TASK DIRECTIONS: In the records that follow, find each line with "value" and pull it out.

##### DATASET RECORDS

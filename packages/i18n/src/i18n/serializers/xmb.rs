//! XMB Serializer Module
//!
//! Writes messages as an XML message bundle.

use indexmap::IndexMap;

use crate::i18n::message::Message;
use crate::i18n::serializers::xml_helper as xml;

const MESSAGES_TAG: &str = "message-bundle";
const MESSAGE_TAG: &str = "msg";

/// `<message-bundle><msg id=".." desc=".." meaning="..">content</msg>...</message-bundle>`
pub fn serialize_xmb(messages: &[Message]) -> String {
    let msgs: Vec<xml::Node> = messages.iter().map(serialize_message).collect();
    let root = xml::Tag::new(MESSAGES_TAG, IndexMap::new(), msgs);
    // An empty bundle still gets an explicit closing tag.
    if root.children.is_empty() {
        return format!("<{0}></{0}>", MESSAGES_TAG);
    }
    xml::serialize(&[xml::Node::Tag(root)])
}

fn serialize_message(m: &Message) -> xml::Node {
    let mut attrs = IndexMap::new();
    attrs.insert("id".to_string(), m.id());
    if let Some(desc) = &m.description {
        attrs.insert("desc".to_string(), desc.clone());
    }
    if let Some(meaning) = &m.meaning {
        attrs.insert("meaning".to_string(), meaning.clone());
    }
    let children = if m.content.is_empty() {
        vec![]
    } else {
        vec![xml::Node::Raw(xml::Raw::new(&m.content))]
    };
    xml::Node::Tag(xml::Tag::new(MESSAGE_TAG, attrs, children))
}
//! Route path matchers

pub mod param_route_path;
pub mod regex_route_path;
pub mod route_path;

pub use param_route_path::ParamRoutePath;
pub use regex_route_path::{RegexRoutePath, RegexSerializer};
pub use route_path::{GeneratedUrl, MatchedUrl, RoutePath};
//! Markup AST
//!
//! Element, attribute, text and comment nodes with their source spans.

use serde::{Deserialize, Serialize};

use crate::parse_util::ParseSourceSpan;

/// Node type union
#[derive(Debug, Clone, PartialEq, Serialize, Deserialize)]
#[serde(tag = "kind")]
pub enum Node {
    Attribute(Attribute),
    Comment(Comment),
    Element(Element),
    Text(Text),
}

impl Node {
    pub fn source_span(&self) -> &ParseSourceSpan {
        match self {
            Node::Attribute(a) => &a.source_span,
            Node::Comment(c) => &c.source_span,
            Node::Element(e) => &e.source_span,
            Node::Text(t) => &t.source_span,
        }
    }

    pub fn visit<V: Visitor + ?Sized>(&self, visitor: &mut V) -> V::Output {
        match self {
            Node::Attribute(a) => visitor.visit_attribute(a),
            Node::Comment(c) => visitor.visit_comment(c),
            Node::Element(e) => visitor.visit_element(e),
            Node::Text(t) => visitor.visit_text(t),
        }
    }
}

/// Text node
#[derive(Debug, Clone, PartialEq, Serialize, Deserialize)]
pub struct Text {
    pub value: String,
    pub source_span: ParseSourceSpan,
}

impl Text {
    pub fn new(value: impl Into<String>, source_span: ParseSourceSpan) -> Self {
        Text {
            value: value.into(),
            source_span,
        }
    }
}

/// Attribute node
#[derive(Debug, Clone, PartialEq, Serialize, Deserialize)]
pub struct Attribute {
    pub name: String,
    pub value: String,
    pub source_span: ParseSourceSpan,
}

impl Attribute {
    pub fn new(name: impl Into<String>, value: impl Into<String>, source_span: ParseSourceSpan) -> Self {
        Attribute {
            name: name.into(),
            value: value.into(),
            source_span,
        }
    }
}

/// Element node
#[derive(Debug, Clone, PartialEq, Serialize, Deserialize)]
pub struct Element {
    pub name: String,
    pub attrs: Vec<Attribute>,
    pub children: Vec<Node>,
    pub source_span: ParseSourceSpan,
}

impl Element {
    pub fn new(
        name: impl Into<String>,
        attrs: Vec<Attribute>,
        children: Vec<Node>,
        source_span: ParseSourceSpan,
    ) -> Self {
        Element {
            name: name.into(),
            attrs,
            children,
            source_span,
        }
    }

    /// First attribute named `name`.
    pub fn attr(&self, name: &str) -> Option<&Attribute> {
        self.attrs.iter().find(|a| a.name == name)
    }
}

/// Comment node
#[derive(Debug, Clone, PartialEq, Serialize, Deserialize)]
pub struct Comment {
    pub value: Option<String>,
    pub source_span: ParseSourceSpan,
}

impl Comment {
    pub fn new(value: Option<String>, source_span: ParseSourceSpan) -> Self {
        Comment { value, source_span }
    }
}

/// Visitor over markup nodes. One method per node kind, all producing the
/// same output type.
pub trait Visitor {
    type Output;

    fn visit_element(&mut self, element: &Element) -> Self::Output;
    fn visit_attribute(&mut self, attribute: &Attribute) -> Self::Output;
    fn visit_text(&mut self, text: &Text) -> Self::Output;
    fn visit_comment(&mut self, comment: &Comment) -> Self::Output;
}

/// Visit all nodes in array
pub fn visit_all<V: Visitor + ?Sized>(visitor: &mut V, nodes: &[Node]) -> Vec<V::Output> {
    nodes.iter().map(|node| node.visit(visitor)).collect()
}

##########

EXERCISE ANSWER:
    pub value: String,
    pub fn new(value: impl Into<String>, source_span: ParseSourceSpan) -> Self {
            value: value.into(),
    pub value: String,
    pub fn new(name: impl Into<String>, value: impl Into<String>, source_span: ParseSourceSpan) -> Self {
            value: value.into(),
    pub value: Option<String>,
    pub fn new(value: Option<String>, source_span: ParseSourceSpan) -> Self {
        Comment { value, source_span }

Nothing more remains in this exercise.